La date du 28 octobre 1988 reste un tournant majeur dans l’histoire du football tadjik. Ce jour-là, le Pamir Douchanbé remporte le titre de champion de deuxième division soviétique. Pour la première fois, un club tadjik intègre l’élite de ce gigantesque pays de 300 millions d'habitants.

Et le club de la capitale n’entend pas se contenter d'un rôle de figuration, malgré les quelque 4 000 kilomètres qui le séparent de Moscou. Attirant régulièrement 20 000 spectateurs, le Pamir termine en milieu de tableau l’ultime saison du championnat et atteint les demi-finales de la Coupe d’URSS, avant de chuter face au CSKA Moscou.

Dans les années 70 et 80, quatre footballeurs tadjiks font une poignée d’apparitions en équipe nationale. Plusieurs joueurs se font un nom à l’échelle de la république au cours de cette période, au premier rang desquels on retrouve Alexei Cherednik, médaille d’or 1988 avec l’URSS.

Des bases solides

Malgré les progrès réalisés aux quatre coins du continent dans le domaine de la formation, le Tadjikistan a renoué avec la Coupe du Monde U-17 de la FIFA l’année dernière, après douze ans d’absence. Cette performance vient confirmer une trajectoire ascendante dans ce domaine.

Il faut dire que la formation et le football de base sont les deux piliers de la campagne "Rêve 2026" de la TFF. "La Fédération tadjike de football a beaucoup investi dans le développement de la jeunesse à travers tout le pays", souligne Faridun Saliev, responsable médias et communications de la TFF, interrogé par FIFA.com.

"Chaque année, nous organisons des championnats pour les enfants dans cinq catégories différentes. En 2019, la Confédération Asiatique de Football a décerné à notre championnat le titre de meilleure compétition de jeunes en Asie" ajoute-il.

Le président du Tadjikistan, Emomali Rahmon, s’est personnellement impliqué dans la construction de nombreuses infrastructures à travers tout le pays. Plus de 500 mini-terrains ont ouvert leurs portes au cours des trois dernières, dont plus de 300 en deux ans à Douchanbé.

Sur la scène internationale, le Tadjikistan a organisé des tournois de football féminin et de futsal sous l’égide de la CAFA (Fédération de football d’Asie centrale), dont les locaux sont installés à Douchanbé.

En outre, l’équipe masculine est encore en lice pour accéder au troisième tour des qualifications asiatiques pour la Coupe du Monde de la FIFA™, ce qui constituerait une grande première.
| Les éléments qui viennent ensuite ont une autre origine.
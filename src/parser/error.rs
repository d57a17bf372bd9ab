//! Error types for the HTTP request parser.

use thiserror::Error;

/// Errors that can occur while reading a request off a connection.
///
/// Every variant except [`Error::Io`] describes a request the peer sent
/// incorrectly; the connection handler answers those with a `400 Bad Request`
/// (or `413` for [`Error::BodyTooLarge`]) without consulting the dispatcher.
#[derive(Debug, Error)]
pub enum Error {
    /// The connection closed before a request line was received.
    #[error("Empty request")]
    EmptyRequest,

    /// The request line could not be split into a method and a target.
    #[error("Malformed request line: {0}")]
    MalformedRequestLine(String),

    /// The HTTP method in the request is not supported.
    #[error("Invalid HTTP method: {0}")]
    InvalidMethod(String),

    /// The request target has no pathname.
    #[error("Invalid HTTP path: {0}")]
    InvalidPath(String),

    /// A request or header line exceeded the configured limit.
    #[error("Line exceeds {0} bytes")]
    LineTooLong(usize),

    /// A request or header line is not valid UTF-8.
    #[error("Invalid UTF-8 in request head")]
    InvalidUtf8,

    /// The Content-Length header value is not a non-negative integer.
    #[error("Invalid Content-Length: {0}")]
    InvalidContentLength(String),

    /// A body-bearing method was sent without a Content-Length header.
    #[error("Content-Length is required for {0} requests")]
    MissingContentLength(String),

    /// The declared body is larger than the configured limit.
    #[error("Body of {declared} bytes exceeds limit of {limit} bytes")]
    BodyTooLarge { declared: usize, limit: usize },

    /// The peer closed the connection before sending the declared body.
    #[error("Body ended after {received} of {expected} bytes")]
    IncompleteBody { expected: usize, received: usize },

    /// The request body does not carry JSON.
    #[error("Required header is missing: {0}")]
    MissingHeader(String),

    /// Reading from the connection failed.
    #[error("I/O error: {0}")]
    Io(#[from] std::io::Error),

    /// Error parsing JSON.
    #[error("JSON parsing error: {0}")]
    JsonError(#[from] serde_json::Error),
}

impl Error {
    /// Returns true when the error was caused by what the peer sent rather
    /// than by the transport.
    pub fn is_malformed(&self) -> bool {
        !matches!(self, Error::Io(_) | Error::JsonError(_) | Error::MissingHeader(_))
    }
}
Même en cas d’échec, une première participation à la Coupe d’Asie (une compétition pour laquelle la République kirghize et le Turkménistan se sont qualifiés pour la première fois l’année dernière) pourrait être considérée comme un très beau lot de consolation.

Il est encore trop pour dire si le Tadjikistan sera du voyage pour les États-Unis, le Mexique et le Canada en 2026. En attendant, force est de constater que le pays a su se doter des outils nécessaires pour réaliser ses ambitions.